More technical mumbo-jumbo — the 8800 GT’s processor has a total of 112 stream processors, which is 16 up on the GTS and 16 below the GTX and Ultra. Let’s put this into perspective, though — EVGA’s latest GTX 280 HC16 graphics card has an immense 240 stream processors, leaving the 8800 GT Akimbo Superclocked Edition in the dust. Similarly, the 8800 GT is crippled in terms of memory throughput, with a 256-bit memory bus compared to the 8800 GTX’s 320-bit bus.
We did see some good results in our benchmarks, though, with most modern games maintaining a playable frame rate. It blitzed DirectX 9 tests (as you’d expect any recent card to) and handled DirectX 10 tests passably as well. A Half-Life 2 test at maximum quality settings and a resolution of 1920x1200 averaged 135.5 frames per second, while for the graphically-taxing F.E.A.R. the test average was 81.0fps.
When switching to DirectX 10 tests there was a sizeable performance hit but the games generally remained playable. Lost Planet: Extreme Condition averaged a playable 34.3fps at medium settings with DirectX 10 features set to reduced levels. We also ran a time-demo in Crysis, with an overall average of 23.80fps. This is verging on unplayable, so if you’re a die-hard gamer you might be left a little wanting.
All our tests were performed on a Samsung SyncMaster 245B at its native resolution — 1920x1200 — connected to a Vista 32-bit machine equipped with 2GB of DDR2 RAM, a 750GB Barracuda ES hard drive and a 2.66GHz Intel Core 2 Quad CPU.

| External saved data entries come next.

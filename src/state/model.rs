// src/state/model.rs

use std::collections::BTreeMap;

use chrono::{DateTime, Utc};
use serde::{Deserialize, Serialize};

use crate::plan::Plan;
use crate::types::{ActionId, Status};

fn is_zero(n: &u32) -> bool {
    *n == 0
}

/// Status plus execution metadata for one action.
#[derive(Debug, Clone, PartialEq, Eq, Default, Serialize, Deserialize)]
pub struct ActionRecord {
    pub status: Status,

    #[serde(default, skip_serializing_if = "Option::is_none")]
    pub started_at: Option<DateTime<Utc>>,

    #[serde(default, skip_serializing_if = "Option::is_none")]
    pub ended_at: Option<DateTime<Utc>>,

    /// Captured output or error summary.
    #[serde(default, skip_serializing_if = "Option::is_none")]
    pub summary: Option<String>,

    /// How many times the action has been dispatched.
    #[serde(default, skip_serializing_if = "is_zero")]
    pub attempts: u32,
}

impl ActionRecord {
    pub fn pending() -> Self {
        Self::default()
    }
}

/// Metadata attached to a single status transition.
#[derive(Debug, Clone, PartialEq, Eq)]
pub struct TransitionMeta {
    pub at: DateTime<Utc>,
    pub summary: Option<String>,
}

impl TransitionMeta {
    pub fn now() -> Self {
        Self {
            at: Utc::now(),
            summary: None,
        }
    }

    pub fn at(at: DateTime<Utc>) -> Self {
        Self { at, summary: None }
    }

    pub fn with_summary(mut self, summary: impl Into<String>) -> Self {
        self.summary = Some(summary.into());
        self
    }

    pub fn with_optional_summary(mut self, summary: Option<String>) -> Self {
        self.summary = summary;
        self
    }
}

/// Total mapping from every action of a plan to its record.
#[derive(Debug, Clone, PartialEq, Eq, Default)]
pub struct ExecutionState {
    records: BTreeMap<ActionId, ActionRecord>,
}

impl ExecutionState {
    /// Every action of `plan` in `Pending`.
    pub fn pending_for(plan: &Plan) -> Self {
        let records = plan
            .action_ids()
            .map(|id| (id.to_string(), ActionRecord::pending()))
            .collect();
        Self { records }
    }

    pub(crate) fn from_records(records: BTreeMap<ActionId, ActionRecord>) -> Self {
        Self { records }
    }

    pub fn status_of(&self, id: &str) -> Option<Status> {
        self.records.get(id).map(|r| r.status)
    }

    pub fn record(&self, id: &str) -> Option<&ActionRecord> {
        self.records.get(id)
    }

    pub(crate) fn record_mut(&mut self, id: &str) -> Option<&mut ActionRecord> {
        self.records.get_mut(id)
    }

    pub(crate) fn set_status(&mut self, id: &str, status: Status) {
        if let Some(record) = self.records.get_mut(id) {
            record.status = status;
        }
    }

    /// Records sorted by action id.
    pub fn records(&self) -> impl Iterator<Item = (&str, &ActionRecord)> {
        self.records.iter().map(|(id, r)| (id.as_str(), r))
    }

    pub fn len(&self) -> usize {
        self.records.len()
    }

    pub fn is_empty(&self) -> bool {
        self.records.is_empty()
    }

    pub fn count(&self, status: Status) -> usize {
        self.records.values().filter(|r| r.status == status).count()
    }

    pub fn all_succeeded(&self) -> bool {
        self.records.values().all(|r| r.status == Status::Succeeded)
    }

    pub(crate) fn to_records(&self) -> BTreeMap<ActionId, ActionRecord> {
        self.records.clone()
    }
}
//! Configuration for the orchestrator and the completion client

use std::fmt;
use std::path::Path;
use std::time::Duration;
use log::debug;
use serde::{Deserialize, Serialize};

use crate::error::{Error, Result};
use crate::retry::RetryPolicy;

pub const DEFAULT_MODEL: &str = "claude-sonnet-4-20250514";
pub const DEFAULT_MAX_TOKENS: u32 = 4096;
pub const DEFAULT_TEMPERATURE: f32 = 1.0;

pub const ENV_API_KEY: &str = "ANTHROPIC_API_KEY";
pub const ENV_API_BASE: &str = "ANTHROPIC_BASE_URL";
pub const ENV_MODEL: &str = "SCAFFOLD_MODEL";
pub const ENV_MAX_RETRIES: &str = "SCAFFOLD_MAX_RETRIES";
pub const ENV_RETRY_DELAY: &str = "SCAFFOLD_RETRY_DELAY";
pub const ENV_MAX_RETRY_DELAY: &str = "SCAFFOLD_MAX_RETRY_DELAY";
pub const ENV_LOG_LEVEL: &str = "SCAFFOLD_LOG_LEVEL";

/// Completion client configuration
#[derive(Debug, Clone, PartialEq, Serialize, Deserialize)]
#[serde(default)]
pub struct ClientConfig
{   /// API base URL
    pub api_base: String
  , /// Per-call request timeout in seconds
    pub timeout_secs: u64
  , /// Value sent in the `anthropic-version` header
    pub api_version: String
}

impl Default for ClientConfig
{   fn default() -> Self
    {   ClientConfig
        {   api_base: "https://api.anthropic.com".to_string()
          , timeout_secs: 600
          , api_version: "2023-06-01".to_string()
        }
    }
}

/// Orchestrator configuration.
/// Created once at startup and read-only afterwards.
#[derive(Clone, PartialEq, Serialize, Deserialize)]
#[serde(default)]
pub struct OrchestratorConfig
{   /// Authentication credential for the completion service
    pub api_key: String
  , /// Model used when a call does not override it
    pub default_model: String
  , /// Retries after the first attempt
    pub max_retries: u32
  , /// Delay before the first retry, in seconds
    pub initial_retry_delay_secs: f64
  , /// Cap on any single retry delay, in seconds
    pub max_retry_delay_secs: f64
  , pub default_max_tokens: u32
  , pub default_temperature: f32
  , /// Fallback log filter when RUST_LOG is unset
    pub log_level: String
  , pub client: ClientConfig
}

impl Default for OrchestratorConfig
{   fn default() -> Self
    {   OrchestratorConfig
        {   api_key: String::new()
          , default_model: DEFAULT_MODEL.to_string()
          , max_retries: 3
          , initial_retry_delay_secs: 1.0
          , max_retry_delay_secs: 60.0
          , default_max_tokens: DEFAULT_MAX_TOKENS
          , default_temperature: DEFAULT_TEMPERATURE
          , log_level: "info".to_string()
          , client: ClientConfig::default()
        }
    }
}

impl fmt::Debug for OrchestratorConfig
{   fn fmt(&self, f: &mut fmt::Formatter<'_>) -> fmt::Result
    {   f.debug_struct("OrchestratorConfig")
          .field("api_key", &"<redacted>")
          .field("default_model", &self.default_model)
          .field("max_retries", &self.max_retries)
          .field("initial_retry_delay_secs", &self.initial_retry_delay_secs)
          .field("max_retry_delay_secs", &self.max_retry_delay_secs)
          .field("default_max_tokens", &self.default_max_tokens)
          .field("default_temperature", &self.default_temperature)
          .field("log_level", &self.log_level)
          .field("client", &self.client)
          .finish()
    }
}

impl OrchestratorConfig
{   /// Defaults with the given credential
    pub fn new(api_key: impl Into<String>) -> Self
    {   OrchestratorConfig
        {   api_key: api_key.into()
          , ..OrchestratorConfig::default()
        }
    }

    /// Parse a JSON document; missing fields take their defaults
    pub fn from_json_str(json: &str) -> Result<Self>
    {   serde_json::from_str(json).map_err(|e| {
          Error::InvalidConfiguration(format!("malformed JSON: {}", e))
        })
    }

    /// Load from a JSON file
    pub fn from_file(path: impl AsRef<Path>) -> Result<Self>
    {   let path = path.as_ref();
        debug!("Loading configuration from {}", path.display());
        let raw = std::fs::read_to_string(path).map_err(|e| {
          Error::InvalidConfiguration(
            format!("cannot read {}: {}", path.display(), e)
          )
        })?;
        OrchestratorConfig::from_json_str(&raw)
    }

    /// Build from process environment variables
    pub fn from_env() -> Result<Self>
    {   OrchestratorConfig::from_lookup(|key| std::env::var(key).ok())
    }

    /// Build from an arbitrary variable lookup
    pub fn from_lookup<F>(lookup: F) -> Result<Self>
    where
      F: Fn(&str) -> Option<String>
    {   let api_key = lookup(ENV_API_KEY)
          .filter(|k| !k.trim().is_empty())
          .ok_or_else(|| {
            Error::MissingCredential(format!("{} is not set", ENV_API_KEY))
          })?;
        let mut config = OrchestratorConfig::new(api_key);

        if let Some(model) = lookup(ENV_MODEL)
        {   config.default_model = model;
        }
        if let Some(base) = lookup(ENV_API_BASE)
        {   config.client.api_base = base;
        }
        if let Some(level) = lookup(ENV_LOG_LEVEL)
        {   config.log_level = level;
        }
        if let Some(raw) = lookup(ENV_MAX_RETRIES)
        {   config.max_retries = parse_var(ENV_MAX_RETRIES, &raw)?;
        }
        if let Some(raw) = lookup(ENV_RETRY_DELAY)
        {   config.initial_retry_delay_secs
              = parse_var(ENV_RETRY_DELAY, &raw)?;
        }
        if let Some(raw) = lookup(ENV_MAX_RETRY_DELAY)
        {   config.max_retry_delay_secs
              = parse_var(ENV_MAX_RETRY_DELAY, &raw)?;
        }

        config.validate()?;
        Ok(config)
    }

    /// Check the credential and numeric ranges
    pub fn validate(&self) -> Result<()>
    {   if self.api_key.trim().is_empty()
        {   return Err(Error::MissingCredential(
              "api_key cannot be empty".to_string()
            ));
        }
        for (name, value) in [
          ("initial_retry_delay_secs", self.initial_retry_delay_secs)
        , ("max_retry_delay_secs", self.max_retry_delay_secs)
        ]
        {   if !value.is_finite() || value < 0.0
            {   return Err(Error::InvalidConfiguration(
                  format!("{} must be a non-negative number", name)
                ));
            }
        }
        if self.default_max_tokens == 0
        {   return Err(Error::InvalidConfiguration(
              "default_max_tokens must be positive".to_string()
            ));
        }
        if self.client.api_base.trim().is_empty()
        {   return Err(Error::InvalidConfiguration(
              "client.api_base cannot be empty".to_string()
            ));
        }
        Ok(())
    }

    /// Retry policy described by this configuration.
    /// Call `validate` first; out-of-range delays fall back to zero.
    pub fn retry_policy(&self) -> RetryPolicy
    {   RetryPolicy::new(
          self.max_retries
        , secs(self.initial_retry_delay_secs)
        , secs(self.max_retry_delay_secs)
        )
    }
}

fn secs(value: f64) -> Duration
{   Duration::try_from_secs_f64(value).unwrap_or(Duration::ZERO)
}

fn parse_var<T>(name: &str, raw: &str) -> Result<T>
where
  T: std::str::FromStr
, T::Err: fmt::Display
{   raw.trim().parse().map_err(|e| {
      Error::InvalidConfiguration(format!("{}: {}", name, e))
    })
}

One downside of this card is that it’s quite large. A dual-slot cooling solution attempts to keep it cool and steady. When running through our maxed-out Crysis test the blower fan on the card was flat-out, moving a lot of air — but also creating a lot of noise. If silent computing is vital to you, look for a newer, more power-efficient card. We’ve found the GTX 280 Series to be quite good in terms of fan noise and heat output — but you certainly pay the premium for them. If you can’t afford one of them, the 8800GT Akimbo Superclocked Edition from EVGA is a decent compromise.